ACTIVITY => Please quote exactly the lines below from the line containing "was given up." to the line containing "failed to process.", both lines included, and nothing else.

**** DATA SECTION ****

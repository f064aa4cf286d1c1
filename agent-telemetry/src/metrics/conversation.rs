//! Conversation-oriented metrics for chat agents.

use std::fmt;
use std::sync::atomic::{AtomicU64, Ordering};
use std::time::Duration;

use chrono::{DateTime, Utc};
use serde::Serialize;
use tracing::debug;

use super::operation::{Operations, Stamp};
use super::{ratio, Gate, OperationSnapshot, OutcomeMetrics, OutcomeSample};

/// Messages exchanged during one conversation.
#[derive(Debug, Clone, Copy, Default, PartialEq, Eq)]
pub struct MessageCounts {
    /// Messages written by the user.
    pub user: u64,
    /// Messages written by the agent.
    pub agent: u64,
}

impl MessageCounts {
    /// A single user message answered by a single agent message.
    pub const EXCHANGE: Self = Self { user: 1, agent: 1 };

    const fn total(self) -> u64 {
        self.user + self.agent
    }
}

/// Metrics for agents that hold conversations.
///
/// When driven by the runtime, every submitted task counts as one
/// conversation made of a single [`MessageCounts::EXCHANGE`].
#[derive(Debug)]
pub struct ConversationMetrics {
    gate: Gate,
    operations: Operations,
    started: AtomicU64,
    completed: AtomicU64,
    abandoned: AtomicU64,
    active: AtomicU64,
    max_concurrent: AtomicU64,
    messages: AtomicU64,
    user_messages: AtomicU64,
    agent_messages: AtomicU64,
    input_tokens: AtomicU64,
    output_tokens: AtomicU64,
    last_started: Stamp,
    last_ended: Stamp,
}

impl Default for ConversationMetrics {
    fn default() -> Self {
        Self {
            gate: Gate::default(),
            operations: Operations::default(),
            started: AtomicU64::new(0),
            completed: AtomicU64::new(0),
            abandoned: AtomicU64::new(0),
            active: AtomicU64::new(0),
            max_concurrent: AtomicU64::new(0),
            messages: AtomicU64::new(0),
            user_messages: AtomicU64::new(0),
            agent_messages: AtomicU64::new(0),
            input_tokens: AtomicU64::new(0),
            output_tokens: AtomicU64::new(0),
            last_started: Stamp::empty(),
            last_ended: Stamp::empty(),
        }
    }
}

impl ConversationMetrics {
    /// Creates an empty aggregator.
    #[must_use]
    pub fn new() -> Self {
        Self::default()
    }

    /// Opens a conversation and updates the concurrency high-water mark.
    pub fn record_conversation_started(&self) {
        let _gate = self.gate.shared();
        self.open();
    }

    /// Closes a conversation that ran to completion.
    pub fn record_conversation_completed(&self, messages: MessageCounts) {
        let _gate = self.gate.shared();
        self.complete(messages);
    }

    /// Closes a conversation that was given up.
    pub fn record_conversation_abandoned(&self) {
        let _gate = self.gate.shared();
        self.abandon();
    }

    /// Records a processed message and its token usage.
    pub fn record_message_processed(&self, elapsed: Duration, input_tokens: u64, output_tokens: u64) {
        let _gate = self.gate.shared();
        self.processed(elapsed, input_tokens, output_tokens);
    }

    /// Records a message that failed to process.
    pub fn record_message_failed(&self, elapsed: Duration, input_tokens: u64) {
        let _gate = self.gate.shared();
        self.message_failed(elapsed, input_tokens);
    }

    fn open(&self) {
        self.started.fetch_add(1, Ordering::Relaxed);
        let active = self.active.fetch_add(1, Ordering::Relaxed) + 1;
        self.max_concurrent.fetch_max(active, Ordering::Relaxed);
        self.last_started.mark_now();
    }

    fn complete(&self, messages: MessageCounts) {
        self.completed.fetch_add(1, Ordering::Relaxed);
        self.messages.fetch_add(messages.total(), Ordering::Relaxed);
        self.user_messages.fetch_add(messages.user, Ordering::Relaxed);
        self.agent_messages.fetch_add(messages.agent, Ordering::Relaxed);
        self.close();
    }

    fn abandon(&self) {
        self.abandoned.fetch_add(1, Ordering::Relaxed);
        self.close();
    }

    fn processed(&self, elapsed: Duration, input_tokens: u64, output_tokens: u64) {
        self.operations.succeeded(elapsed);
        self.input_tokens.fetch_add(input_tokens, Ordering::Relaxed);
        self.output_tokens.fetch_add(output_tokens, Ordering::Relaxed);
    }

    fn message_failed(&self, elapsed: Duration, input_tokens: u64) {
        self.operations.failed(elapsed);
        self.input_tokens.fetch_add(input_tokens, Ordering::Relaxed);
    }

    fn close(&self) {
        let _ = self
            .active
            .fetch_update(Ordering::Relaxed, Ordering::Relaxed, |n| Some(n.saturating_sub(1)));
        self.last_ended.mark_now();
    }
}

impl OutcomeMetrics for ConversationMetrics {
    type Snapshot = ConversationSnapshot;

    fn record_started(&self) {
        let _gate = self.gate.shared();
        self.operations.started();
        self.open();
    }

    fn record_succeeded(&self, sample: &OutcomeSample) {
        let _gate = self.gate.shared();
        self.processed(sample.elapsed, sample.input_size, sample.output_size);
        self.complete(MessageCounts::EXCHANGE);
    }

    fn record_failed(&self, sample: &OutcomeSample) {
        let _gate = self.gate.shared();
        self.message_failed(sample.elapsed, sample.input_size);
        self.abandon();
    }

    fn reset(&self) {
        let _gate = self.gate.exclusive();
        self.operations.reset();
        for counter in [
            &self.started,
            &self.completed,
            &self.abandoned,
            &self.active,
            &self.max_concurrent,
            &self.messages,
            &self.user_messages,
            &self.agent_messages,
            &self.input_tokens,
            &self.output_tokens,
        ] {
            counter.store(0, Ordering::Relaxed);
        }
        self.last_started.clear();
        self.last_ended.clear();
        debug!("conversation metrics reset");
    }

    fn snapshot(&self) -> ConversationSnapshot {
        let _gate = self.gate.exclusive();
        ConversationSnapshot {
            operations: self.operations.snapshot(),
            started: self.started.load(Ordering::Relaxed),
            completed: self.completed.load(Ordering::Relaxed),
            abandoned: self.abandoned.load(Ordering::Relaxed),
            active: self.active.load(Ordering::Relaxed),
            max_concurrent: self.max_concurrent.load(Ordering::Relaxed),
            messages: self.messages.load(Ordering::Relaxed),
            user_messages: self.user_messages.load(Ordering::Relaxed),
            agent_messages: self.agent_messages.load(Ordering::Relaxed),
            input_tokens: self.input_tokens.load(Ordering::Relaxed),
            output_tokens: self.output_tokens.load(Ordering::Relaxed),
            last_started_at: self.last_started.get(),
            last_ended_at: self.last_ended.get(),
        }
    }

    fn operations(&self) -> OperationSnapshot {
        let _gate = self.gate.exclusive();
        self.operations.snapshot()
    }
}

/// Point-in-time view of [`ConversationMetrics`].
#[derive(Debug, Clone, PartialEq, Serialize)]
pub struct ConversationSnapshot {
    /// Shared operation counters.
    pub operations: OperationSnapshot,
    /// Conversations opened.
    pub started: u64,
    /// Conversations that ran to completion.
    pub completed: u64,
    /// Conversations given up.
    pub abandoned: u64,
    /// Conversations currently open.
    pub active: u64,
    /// Highest number of simultaneously open conversations.
    pub max_concurrent: u64,
    /// Messages in completed conversations.
    pub messages: u64,
    /// User messages in completed conversations.
    pub user_messages: u64,
    /// Agent messages in completed conversations.
    pub agent_messages: u64,
    /// Input tokens consumed.
    pub input_tokens: u64,
    /// Output tokens produced.
    pub output_tokens: u64,
    /// When the most recent conversation opened.
    pub last_started_at: Option<DateTime<Utc>>,
    /// When the most recent conversation closed.
    pub last_ended_at: Option<DateTime<Utc>>,
}

impl ConversationSnapshot {
    /// Input plus output tokens.
    #[must_use]
    pub const fn total_tokens(&self) -> u64 {
        self.input_tokens + self.output_tokens
    }

    /// `completed / started`.
    #[must_use]
    pub fn completion_rate(&self) -> f64 {
        ratio(self.completed, self.started)
    }

    /// `abandoned / started`.
    #[must_use]
    pub fn abandonment_rate(&self) -> f64 {
        ratio(self.abandoned, self.started)
    }

    /// Mean messages per completed conversation.
    #[must_use]
    pub fn average_messages_per_conversation(&self) -> f64 {
        ratio(self.messages, self.completed)
    }

    /// Mean input tokens per message.
    #[must_use]
    pub fn average_input_tokens_per_message(&self) -> f64 {
        ratio(self.input_tokens, self.messages)
    }

    /// Mean output tokens per message.
    #[must_use]
    pub fn average_output_tokens_per_message(&self) -> f64 {
        ratio(self.output_tokens, self.messages)
    }
}

impl fmt::Display for ConversationSnapshot {
    fn fmt(&self, f: &mut fmt::Formatter<'_>) -> fmt::Result {
        write!(
            f,
            "conversations={}(started),{}(completed),{}(abandoned), completionRate={:.2}%, \
             active={}, maxConcurrent={}, messages={}(user:{},agent:{}), tokens={}(in:{},out:{}), \
             processed={}, successRate={:.2}%",
            self.started,
            self.completed,
            self.abandoned,
            self.completion_rate() * 100.0,
            self.active,
            self.max_concurrent,
            self.messages,
            self.user_messages,
            self.agent_messages,
            self.total_tokens(),
            self.input_tokens,
            self.output_tokens,
            self.operations.processed,
            self.operations.success_rate() * 100.0,
        )
    }
}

****

REPLY TO THE TASK =>
    /// Closes a conversation that was given up.
    pub fn record_conversation_abandoned(&self) {
        let _gate = self.gate.shared();
        self.abandon();
    }

    /// Records a processed message and its token usage.
    pub fn record_message_processed(&self, elapsed: Duration, input_tokens: u64, output_tokens: u64) {
        let _gate = self.gate.shared();
        self.processed(elapsed, input_tokens, output_tokens);
    }

    /// Records a message that failed to process.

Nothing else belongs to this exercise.